For the past few months I have been avoiding Merfolk. Part of this was irrationally blaming the deck for my poor performance and partially because everyone needs a change once in a while. I'd also had some new ideas and inspiration to brew, especially since Aether Revolt was spoiled. I've always loved control decks and seeing Fatal Push inspired me to bring out my old Mentor deck. More cheap spells should make Monastery Mentor work. Right? Well, no, I still cannot recommend playing Mentor in Modern because all those old problems linger on. However, if you take out Mentor then you have a very strong control deck. As in actually really viable. Even more than SCG Columbus led us to believe. Between Grixis and Esper, control mages are finally making a play in the format.

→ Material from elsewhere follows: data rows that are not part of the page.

//! Command-line tokenizer and parser
//!
//! Turns a raw line such as `nvidia-smi -q -i 0` into a [`ParsedCommand`].
//! Parsing never fails: an empty or whitespace-only line produces a command
//! whose `base_command` is empty.
//!
//! A token starting with a single dash is always one flag, so `-mig` is the
//! flag `mig` and never the bundle `-m -i -g`. Several simulated tools use
//! multi-letter short flags (`-lgip`, `-pl`, `-mig`), so POSIX bundling is
//! intentionally not supported.

use serde::Serialize;
use std::collections::BTreeMap;

/// Value bound to a flag
#[derive(Debug, Clone, PartialEq, Eq, Serialize)]
pub enum FlagValue {
    /// Flag given without a value
    Switch,
    /// Flag given with `--name=value` or followed by a non-flag token
    Value(String),
}

impl FlagValue {
    pub fn as_str(&self) -> Option<&str> {
        match self {
            FlagValue::Switch => None,
            FlagValue::Value(v) => Some(v),
        }
    }
}

/// Structured result of parsing one command line
#[derive(Debug, Clone, Default, PartialEq, Eq, Serialize)]
pub struct ParsedCommand {
    /// First token, e.g. `nvidia-smi`
    pub base_command: String,
    /// Leading non-flag tokens before the first flag
    pub subcommands: Vec<String>,
    /// Flags keyed by name without leading dashes
    pub flags: BTreeMap<String, FlagValue>,
    /// Remaining non-flag tokens
    pub positional_args: Vec<String>,
    /// Every token after the base command, unquoted
    pub raw_args: Vec<String>,
    /// Original text
    pub raw: String,
}

impl ParsedCommand {
    pub fn is_empty(&self) -> bool {
        self.base_command.is_empty()
    }

    /// Whether any of the given flag names is present
    pub fn has_flag(&self, names: &[&str]) -> bool {
        names.iter().any(|n| self.flags.contains_key(*n))
    }

    /// Value of the first of the given flags that carries one
    pub fn flag_value(&self, names: &[&str]) -> Option<&str> {
        names
            .iter()
            .filter_map(|n| self.flags.get(*n))
            .find_map(FlagValue::as_str)
    }

    pub fn subcommand(&self, index: usize) -> Option<&str> {
        self.subcommands.get(index).map(String::as_str)
    }

    /// Subcommands followed by positional arguments
    pub fn operands(&self) -> impl Iterator<Item = &str> {
        self.subcommands
            .iter()
            .chain(self.positional_args.iter())
            .map(String::as_str)
    }

    /// The flag as the user typed it, e.g. `--query-gpu` or `-i`
    pub fn flag_token(&self, name: &str) -> String {
        self.raw_args
            .iter()
            .find(|t| {
                let bare = t.trim_start_matches('-');
                t.starts_with('-') && (bare == name || bare.starts_with(&format!("{}=", name)))
            })
            .map(|t| t.split('=').next().unwrap_or(t).to_string())
            .unwrap_or_else(|| {
                if name.chars().count() == 1 {
                    format!("-{}", name)
                } else {
                    format!("--{}", name)
                }
            })
    }
}

#[derive(Debug, Clone, Copy, PartialEq, Eq)]
enum LexState {
    Normal,
    SingleQuote,
    DoubleQuote,
    Escape { resume: ResumeState },
}

#[derive(Debug, Clone, Copy, PartialEq, Eq)]
enum ResumeState {
    Normal,
    DoubleQuote,
}

/// Split a line into shell-style words.
///
/// Quotes group whitespace; a backslash escapes `"`, `'` and `\` and is kept
/// literally before any other character. Single quotes disable escapes.
/// An unterminated quote runs to the end of the line.
pub fn tokenize(line: &str) -> Vec<String> {
    let mut tokens = Vec::new();
    let mut current = String::new();
    let mut in_token = false;
    let mut state = LexState::Normal;

    for c in line.chars() {
        // An escape before an ordinary character keeps the backslash and
        // hands the character back to the state it interrupted.
        if let LexState::Escape { resume } = state {
            state = match resume {
                ResumeState::Normal => LexState::Normal,
                ResumeState::DoubleQuote => LexState::DoubleQuote,
            };
            if matches!(c, '"' | '\'' | '\\') {
                current.push(c);
                continue;
            }
            current.push('\\');
        }

        match state {
            LexState::Normal => match c {
                '\'' => {
                    state = LexState::SingleQuote;
                    in_token = true;
                }
                '"' => {
                    state = LexState::DoubleQuote;
                    in_token = true;
                }
                '\\' => {
                    state = LexState::Escape {
                        resume: ResumeState::Normal,
                    };
                    in_token = true;
                }
                c if c.is_whitespace() => {
                    if in_token {
                        tokens.push(std::mem::take(&mut current));
                        in_token = false;
                    }
                }
                c => {
                    current.push(c);
                    in_token = true;
                }
            },
            LexState::SingleQuote => match c {
                '\'' => state = LexState::Normal,
                c => current.push(c),
            },
            LexState::DoubleQuote => match c {
                '"' => state = LexState::Normal,
                '\\' => {
                    state = LexState::Escape {
                        resume: ResumeState::DoubleQuote,
                    }
                }
                c => current.push(c),
            },
            LexState::Escape { .. } => unreachable!("escape handled above"),
        }
    }

    if let LexState::Escape { .. } = state {
        current.push('\\');
    }
    if in_token {
        tokens.push(current);
    }
    tokens
}

/// Whether a token is an integer such as `0`, `42` or `-1`
pub fn is_numeric(token: &str) -> bool {
    let digits = token.strip_prefix('-').unwrap_or(token);
    !digits.is_empty() && digits.chars().all(|c| c.is_ascii_digit())
}

fn is_flag_shaped(token: &str) -> bool {
    token.len() > 1 && token.starts_with('-') && !is_numeric(token)
}

/// Parse a command line into a [`ParsedCommand`]
pub fn parse(line: &str) -> ParsedCommand {
    let tokens = tokenize(line);
    let Some((base, rest)) = tokens.split_first() else {
        return ParsedCommand {
            raw: line.to_string(),
            ..ParsedCommand::default()
        };
    };

    let mut parsed = ParsedCommand {
        base_command: base.clone(),
        raw_args: rest.to_vec(),
        raw: line.to_string(),
        ..ParsedCommand::default()
    };

    let mut flags_enabled = true;
    let mut collecting_subcommands = true;
    let mut i = 0;

    while i < rest.len() {
        let token = &rest[i];

        if flags_enabled && token == "--" {
            flags_enabled = false;
            collecting_subcommands = false;
            i += 1;
            continue;
        }

        if flags_enabled && is_flag_shaped(token) {
            collecting_subcommands = false;
            let (name, inline_value) = match token.strip_prefix("--") {
                Some(long) => match long.split_once('=') {
                    Some((name, value)) => (name.to_string(), Some(value.to_string())),
                    None => (long.to_string(), None),
                },
                None => (token[1..].to_string(), None),
            };

            let value = match inline_value {
                Some(v) => {
                    i += 1;
                    FlagValue::Value(v)
                }
                None => match rest.get(i + 1) {
                    Some(next) if !is_flag_shaped(next) => {
                        i += 2;
                        FlagValue::Value(next.clone())
                    }
                    _ => {
                        i += 1;
                        FlagValue::Switch
                    }
                },
            };
            parsed.flags.insert(name, value);
            continue;
        }

        if collecting_subcommands && !is_numeric(token) {
            parsed.subcommands.push(token.clone());
        } else {
            collecting_subcommands = false;
            parsed.positional_args.push(token.clone());
        }
        i += 1;
    }

    parsed
}
fn sbatch_root(parsed: &ParsedCommand, ctx: &mut SimContext<'_>) -> HandlerResult {
    let script = parsed.operands().next();
    let wrap = parsed.flag_value(&["wrap"]);
    if script.is_none() && wrap.is_none() {
        return Ok(CommandResult::error(
            "sbatch: error: No batch script given.\nUsage: sbatch [options] script.sh  or  sbatch --wrap=\"command\"",
        ));
    }
    let name = parsed
        .flag_value(&["J", "job-name"])
        .or_else(|| script.map(|s| s.rsplit('/').next().unwrap_or(s)))
        .unwrap_or("wrap")
        .to_string();

    let gpus = match (parsed.flag_value(&["gres"]), parsed.flag_value(&["G", "gpus"])) {
        (Some(gres), _) => match parse_gres(gres) {
            Some(n) => n,
            None => return Ok(sbatch_error(format!("Invalid generic resource (gres) specification: {}", gres))),
        },
        (None, Some(count)) => match count.parse() {
            Ok(n) => n,
            Err(_) => return Ok(sbatch_error(format!("Invalid --gpus specification: {}", count))),
        },
        (None, None) => 0,
    };
    let time_limit = match parsed.flag_value(&["t", "time"]) {
        Some(raw) if raw.eq_ignore_ascii_case("infinite") || raw.eq_ignore_ascii_case("unlimited") => None,
        Some(raw) => match parse_time_limit(raw) {
            Some(minutes) => Some(minutes),
            None => return Ok(sbatch_error("Invalid time limit specification")),
        },
        None => None,
    };

    let state = ctx.state();
    let partition = parsed
        .flag_value(&["p", "partition"])
        .unwrap_or_else(|| default_partition(state))
        .to_string();
    let candidates: Vec<&Node> = state.nodes.iter().filter(|n| n.partition == partition).collect();
    if candidates.is_empty() {
        return Ok(sbatch_error(format!("invalid partition specified: {}", partition)));
    }
    let requested_node = match parsed.flag_value(&["w", "nodelist"]) {
        Some(host) => match candidates.iter().find(|n| n.hostname == host || n.id.as_str() == host) {
            Some(node) => Some(node.id.clone()),
            None => {
                let known: Vec<&str> = state.nodes.iter().map(|n| n.hostname.as_str()).collect();
                return Ok(sbatch_error(format!(
                    "Invalid node name specified: {}{}",
                    host,
                    suggestion(ctx.matcher, host, &known)
                )));
            }
        },
        None => None,
    };
    let largest = candidates
        .iter()
        .filter(|n| requested_node.as_ref().map_or(true, |r| &n.id == r))
        .map(|n| n.gpus.len() as u32)
        .max()
        .unwrap_or(0);
    if gpus > largest {
        return Ok(sbatch_error(format!(
            "Requested node configuration is not available ({} GPUs requested, at most {} per node)",
            gpus, largest
        )));
    }

    let now = ctx.now();
    let job_id = ctx.state_mut().submit_job(Job {
        id: 0,
        name,
        user: DEFAULT_USER.to_string(),
        partition,
        requested_node,
        node: None,
        gpus_requested: gpus,
        gpu_ids: Vec::new(),
        state: JobState::Pending,
        reason: None,
        submit_time: now,
        start_time: None,
        end_time: None,
        time_limit_minutes: time_limit,
    });
    ctx.store
        .schedule_after(JOB_START_DELAY_MS, StateEvent::JobStart { job_id });
    info!("submitted job {} requesting {} GPU(s)", job_id, gpus);
    Ok(CommandResult::ok(format!("Submitted batch job {}", job_id)))
}

// scancel

pub fn scancel() -> ToolRegistry {
    slurm_tool("scancel", "Signal or cancel Slurm jobs")
        .usage("scancel [-u USER] [jobid...]")
        .root(scancel_root)
        .accept_operands()
        .flag(FlagMetadata::both("u", "user", "Cancel all jobs of this user").takes("USER"))
}

fn scancel_root(parsed: &ParsedCommand, ctx: &mut SimContext<'_>) -> HandlerResult {
    let mut ids = Vec::new();
    for raw in parsed.operands() {
        match raw.parse::<u32>() {
            Ok(id) => ids.push(id),
            Err(_) => return Ok(CommandResult::error(format!("scancel: error: Invalid job id {}", raw))),
        }
    }
    if let Some(user) = parsed.flag_value(&["u", "user"]) {
        ids.extend(
            ctx.state()
                .jobs
                .iter()
                .filter(|j| j.user == user && j.state.is_active())
                .map(|j| j.id),
        );
    } else if ids.is_empty() {
        return Ok(CommandResult::error(
            "scancel: error: No job identification provided\nUsage: scancel <jobid> or scancel -u <user>",
        ));
    }
    let mut seen = HashSet::new();
    ids.retain(|id| seen.insert(*id));

    let now = ctx.now();
    let mut errors = Vec::new();
    for id in ids {
        match ctx.state().job(id).map(|j| j.state.is_active()) {
            None => errors.push(format!(
                "scancel: error: Kill job error on job id {}: Invalid job id specified",
                id
            )),
            Some(false) => errors.push(format!(
                "scancel: error: Kill job error on job id {}: Job/step already completing or completed",
                id
            )),
            Some(true) => {
                ctx.state_mut().finish_job(id, JobState::Cancelled, now)?;
                info!("cancelled job {}", id);
            }
        }
    }
    Ok(if errors.is_empty() {
        CommandResult::ok("")
    } else {
        CommandResult::error(errors.join("\n"))
    })
}
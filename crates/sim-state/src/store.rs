//! The live cluster store
//!
//! One `ClusterStore` exists per session. Simulators receive it by mutable
//! reference for the duration of a single command, so every tool reads and
//! writes the same state and no tool keeps a private copy.

use chrono::{DateTime, Duration, Utc};
use sim_core::{ClusterState, JobState};
use tracing::{debug, info};

use crate::events::{EventQueue, StateEvent, JOB_START_DELAY_MS};
use crate::faults::{self, FaultInjectionConfig};

/// Simulated uptime of every node when a session starts
pub const SESSION_UPTIME_SECS: i64 = 3 * 3600 + 17 * 60 + 42;

/// Single owner of the live [`ClusterState`] and the simulated clock
#[derive(Debug, Clone)]
pub struct ClusterStore {
    state: ClusterState,
    events: EventQueue,
}

impl ClusterStore {
    pub fn new(state: ClusterState) -> Self {
        let origin = state.boot_time + Duration::seconds(SESSION_UPTIME_SECS);
        Self {
            events: EventQueue::new(origin),
            state,
        }
    }

    pub fn state(&self) -> &ClusterState {
        &self.state
    }

    pub fn state_mut(&mut self) -> &mut ClusterState {
        &mut self.state
    }

    /// Current simulated wall-clock time
    pub fn now(&self) -> DateTime<Utc> {
        self.events.now()
    }

    /// Seconds since the nodes booted, as shown in kernel log offsets
    pub fn uptime_secs(&self) -> f64 {
        (self.now() - self.state.boot_time).num_milliseconds() as f64 / 1000.0
    }

    pub fn events(&self) -> &EventQueue {
        &self.events
    }

    pub fn schedule_after(&mut self, delay_ms: u64, event: StateEvent) {
        self.events.schedule_after(delay_ms, event);
    }

    /// Advance simulated time by `elapsed_ms` of host time
    pub fn advance(&mut self, elapsed_ms: u64) -> usize {
        let applied = self.events.advance(&mut self.state, elapsed_ms);
        if applied > 0 {
            debug!("Applied {} deferred events", applied);
        }
        applied
    }

    /// Apply fault descriptors; returns the number that took effect
    pub fn apply_faults(&mut self, configs: &[FaultInjectionConfig]) -> usize {
        let now = self.now();
        faults::apply_faults(&mut self.state, configs, now)
    }

    pub fn clear_all_faults(&mut self) {
        faults::clear_all_faults(&mut self.state);
    }

    /// Swap in a whole new state. Events queued for the old state are
    /// dropped and the queue is rebuilt from the jobs of the new one.
    pub fn replace_state(&mut self, state: ClusterState) {
        if !self.events.is_empty() {
            debug!("Dropping {} pending events on state replace", self.events.len());
        }
        self.events.clear();
        self.state = state;
        self.reschedule_jobs();
    }

    /// Queue a start for every pending job and a completion for every
    /// running job with a time limit
    fn reschedule_jobs(&mut self) {
        let now = self.now();
        let mut scheduled = 0;
        for job in &self.state.jobs {
            match job.state {
                JobState::Pending => {
                    self.events
                        .schedule_after(JOB_START_DELAY_MS, StateEvent::JobStart { job_id: job.id });
                    scheduled += 1;
                }
                JobState::Running => {
                    let (Some(start), Some(minutes)) = (job.start_time, job.time_limit_minutes) else {
                        continue;
                    };
                    let end = start + Duration::minutes(i64::from(minutes));
                    let remaining = (end - now).num_milliseconds().max(0) as u64;
                    self.events
                        .schedule_after(remaining, StateEvent::JobComplete { job_id: job.id });
                    scheduled += 1;
                }
                _ => {}
            }
        }
        if scheduled > 0 {
            info!("Rescheduled {} job events after state replace", scheduled);
        }
    }
}

#[cfg(test)]
mod tests {
    use super::*;
    use crate::faults::FaultKind;
    use sim_core::fixtures::demo_cluster;
    use sim_core::{ClusterConfig, HealthStatus, Job};

    fn store() -> ClusterStore {
        ClusterStore::new(demo_cluster(&ClusterConfig {
            nodes: 1,
            gpus_per_node: 2,
            ..ClusterConfig::default()
        }))
    }

    #[test]
    fn test_clock_starts_after_boot() {
        let mut store = store();
        assert_eq!(store.uptime_secs(), SESSION_UPTIME_SECS as f64);
        store.advance(1_500);
        assert_eq!(store.uptime_secs(), SESSION_UPTIME_SECS as f64 + 1.5);
    }

    #[test]
    fn test_faults_go_through_the_store() {
        let mut store = store();
        let fault = FaultInjectionConfig::new("dgx-00", Some(0), FaultKind::XidError { xid: 79 });
        assert_eq!(store.apply_faults(&[fault]), 1);
        assert_eq!(store.state().nodes[0].health, HealthStatus::Critical);

        store.clear_all_faults();
        assert_eq!(store.state().nodes[0].health, HealthStatus::Ok);
    }

    #[test]
    fn test_replace_state_drops_stale_events() {
        let mut store = store();
        store.schedule_after(1_000, StateEvent::JobStart { job_id: 1000 });
        let fresh = store.state().clone();
        store.replace_state(fresh);
        assert!(store.events().is_empty());
    }

    fn job(limit: Option<u32>) -> Job {
        Job {
            id: 0,
            name: "train".into(),
            user: "root".into(),
            partition: "batch".into(),
            requested_node: None,
            node: None,
            gpus_requested: 1,
            gpu_ids: Vec::new(),
            state: JobState::Pending,
            reason: None,
            submit_time: Utc::now(),
            start_time: None,
            end_time: None,
            time_limit_minutes: limit,
        }
    }

    #[test]
    fn test_replace_state_requeues_jobs() {
        let mut store = store();
        let pending = store.state_mut().submit_job(job(None));
        let timed = store.state_mut().submit_job(job(Some(10)));
        let now = store.now();
        assert!(store.state_mut().start_job(timed, now).unwrap());
        let saved = store.state().clone();

        // Four of the ten minutes pass before the restore
        store.advance(4 * 60_000);
        store.replace_state(saved);
        assert_eq!(store.events().len(), 2);

        store.advance(JOB_START_DELAY_MS);
        assert_eq!(store.state().job(pending).unwrap().state, JobState::Running);
        assert_eq!(store.state().job(timed).unwrap().state, JobState::Running);

        store.advance(5 * 60_000);
        assert_eq!(store.state().job(timed).unwrap().state, JobState::Running);
        store.advance(60_000);
        assert_eq!(store.state().job(timed).unwrap().state, JobState::Completed);
    }
}
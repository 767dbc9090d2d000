//! Interactive shell loop and `:` meta-commands

use crate::output::{print_error, print_info, print_success, short_id, snapshot_table};
use anyhow::{Context, Result};
use chrono::Utc;
use sim_state::load_faults;
use sim_tools::Engine;
use std::io::{self, BufRead, Write};
use std::path::PathBuf;
use std::time::Instant;
use tracing::debug;

/// Session-level commands that act on the simulator rather than a node
#[derive(Debug, Clone, PartialEq)]
pub enum MetaCommand {
    ListSnapshots,
    SaveSnapshot { name: String, description: Option<String> },
    RestoreSnapshot(String),
    DeleteSnapshot(String),
    SaveBaseline,
    Reset,
    Fault(PathBuf),
    Advance(f64),
    Help,
    Quit,
}

const META_HELP: &str = "\
Meta-commands:
  :snapshot list                    List saved snapshots
  :snapshot save <name> [desc]      Save the current cluster state
  :snapshot restore <id>            Restore a snapshot (id prefix accepted)
  :snapshot delete <id>             Delete a snapshot
  :snapshot baseline                Make the current state the baseline
  :reset                            Restore the baseline
  :fault <file.json>                Inject faults from a file
  :advance <seconds>                Advance simulated time
  :help                             Show this help
  :quit                             Leave the shell";

impl MetaCommand {
    /// Parse a line starting with `:`. Returns `None` for ordinary commands.
    pub fn parse(line: &str) -> Option<std::result::Result<Self, String>> {
        let rest = line.trim().strip_prefix(':')?;
        let mut words = rest.split_whitespace();
        let command = words.next().unwrap_or_default();
        let args: Vec<&str> = words.collect();

        let parsed = match (command, args.as_slice()) {
            ("snapshot" | "snap", ["list"] | []) => Ok(Self::ListSnapshots),
            ("snapshot" | "snap", ["save", name, desc @ ..]) => Ok(Self::SaveSnapshot {
                name: name.to_string(),
                description: (!desc.is_empty()).then(|| desc.join(" ")),
            }),
            ("snapshot" | "snap", ["restore", id]) => Ok(Self::RestoreSnapshot(id.to_string())),
            ("snapshot" | "snap", ["delete", id]) => Ok(Self::DeleteSnapshot(id.to_string())),
            ("snapshot" | "snap", ["baseline"]) => Ok(Self::SaveBaseline),
            ("snapshot" | "snap", _) => {
                Err("usage: :snapshot list|save <name> [desc]|restore <id>|delete <id>|baseline".to_string())
            }
            ("reset", []) => Ok(Self::Reset),
            ("fault", [path]) => Ok(Self::Fault(PathBuf::from(path))),
            ("fault", _) => Err("usage: :fault <file.json>".to_string()),
            ("advance", [secs]) => match secs.parse::<f64>() {
                Ok(secs) if secs >= 0.0 && secs.is_finite() => Ok(Self::Advance(secs)),
                _ => Err(format!("invalid number of seconds '{}'", secs)),
            },
            ("advance", _) => Err("usage: :advance <seconds>".to_string()),
            ("help", _) => Ok(Self::Help),
            ("quit" | "q" | "exit", _) => Ok(Self::Quit),
            (other, _) => Err(format!("unknown meta-command ':{}' (try :help)", other)),
        };
        Some(parsed)
    }
}

/// Whether the shell keeps reading after a meta-command
#[derive(Debug, Clone, Copy, PartialEq, Eq)]
pub enum Flow {
    Continue,
    Quit,
}

/// Run one meta-command against the engine
pub fn run_meta(engine: &mut Engine, command: MetaCommand) -> Flow {
    match command {
        MetaCommand::ListSnapshots => {
            if engine.snapshots().is_empty() {
                print_info("No snapshots saved");
            } else {
                println!("{}", snapshot_table(engine.snapshots(), Utc::now()));
            }
        }
        MetaCommand::SaveSnapshot { name, description } => {
            let id = engine.create_snapshot(&name, description.as_deref());
            print_success(&format!("Saved snapshot '{}' ({})", name, short_id(&id)));
        }
        MetaCommand::RestoreSnapshot(id) => {
            if engine.restore_snapshot(&id) {
                print_success(&format!("Restored snapshot {}", id));
            } else {
                print_error(&format!("No snapshot matches '{}'", id));
            }
        }
        MetaCommand::DeleteSnapshot(id) => {
            if engine.delete_snapshot(&id) {
                print_success(&format!("Deleted snapshot {}", id));
            } else {
                print_error(&format!("No snapshot matches '{}'", id));
            }
        }
        MetaCommand::SaveBaseline => {
            let id = engine.create_baseline_snapshot();
            print_success(&format!("Baseline replaced ({})", short_id(&id)));
        }
        MetaCommand::Reset => {
            if engine.reset() {
                print_success("Cluster restored to baseline");
            } else {
                print_success("All faults cleared");
            }
        }
        MetaCommand::Fault(path) => match load_faults(&path) {
            Ok(faults) => {
                let applied = engine.apply_faults(&faults);
                print_success(&format!(
                    "Applied {} of {} faults from {}",
                    applied,
                    faults.len(),
                    path.display()
                ));
            }
            Err(e) => print_error(&format!("{}: {}", path.display(), e)),
        },
        MetaCommand::Advance(secs) => {
            let applied = engine.tick((secs * 1000.0).round() as u64);
            print_info(&format!("Advanced {}s, {} events applied", secs, applied));
        }
        MetaCommand::Help => println!("{}", META_HELP),
        MetaCommand::Quit => return Flow::Quit,
    }
    Flow::Continue
}

/// Read commands from stdin until EOF or `:quit`
pub fn run(engine: &mut Engine) -> Result<()> {
    let stdin = io::stdin();
    let mut input = stdin.lock();
    let mut stdout = io::stdout();
    let mut last = Instant::now();
    let mut line = String::new();

    print_info("Type 'help' for tools, ':help' for session commands");
    loop {
        write!(stdout, "{}", engine.prompt()).context("Failed to write prompt")?;
        stdout.flush().context("Failed to flush stdout")?;

        line.clear();
        if input.read_line(&mut line).context("Failed to read from stdin")? == 0 {
            println!();
            break;
        }

        let elapsed = last.elapsed();
        last = Instant::now();
        let applied = engine.tick(elapsed.as_millis() as u64);
        if applied > 0 {
            debug!("{} deferred events applied", applied);
        }

        let command = line.trim();
        match command {
            "" => continue,
            "exit" | "logout" => break,
            _ => {}
        }
        match MetaCommand::parse(command) {
            Some(Ok(meta)) => {
                if run_meta(engine, meta) == Flow::Quit {
                    break;
                }
            }
            Some(Err(message)) => print_error(&message),
            None => {
                let result = engine.execute(command);
                if !result.output.is_empty() {
                    println!("{}", result.output);
                }
            }
        }
    }
    Ok(())
}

I also wanted to put some more work into making Death and Taxes work in Modern. Some of my favorite cards of all time are in that deck and I really wanted to sleeve them up again. Craig Wescoe also gave me a push with his MOCS result. I've been experimenting with the deck in various configurations and permutations for quite some time and it seemed like a good time to try again. And it was! I've had a great deal of success with DnT in weekly tournaments around here, helped along by a favorable metagame. For some reason, my LGS has been overrun by Tron and Burn for months, and DnT naturally has great matchups. It initially looked like I'd be running the deck for States.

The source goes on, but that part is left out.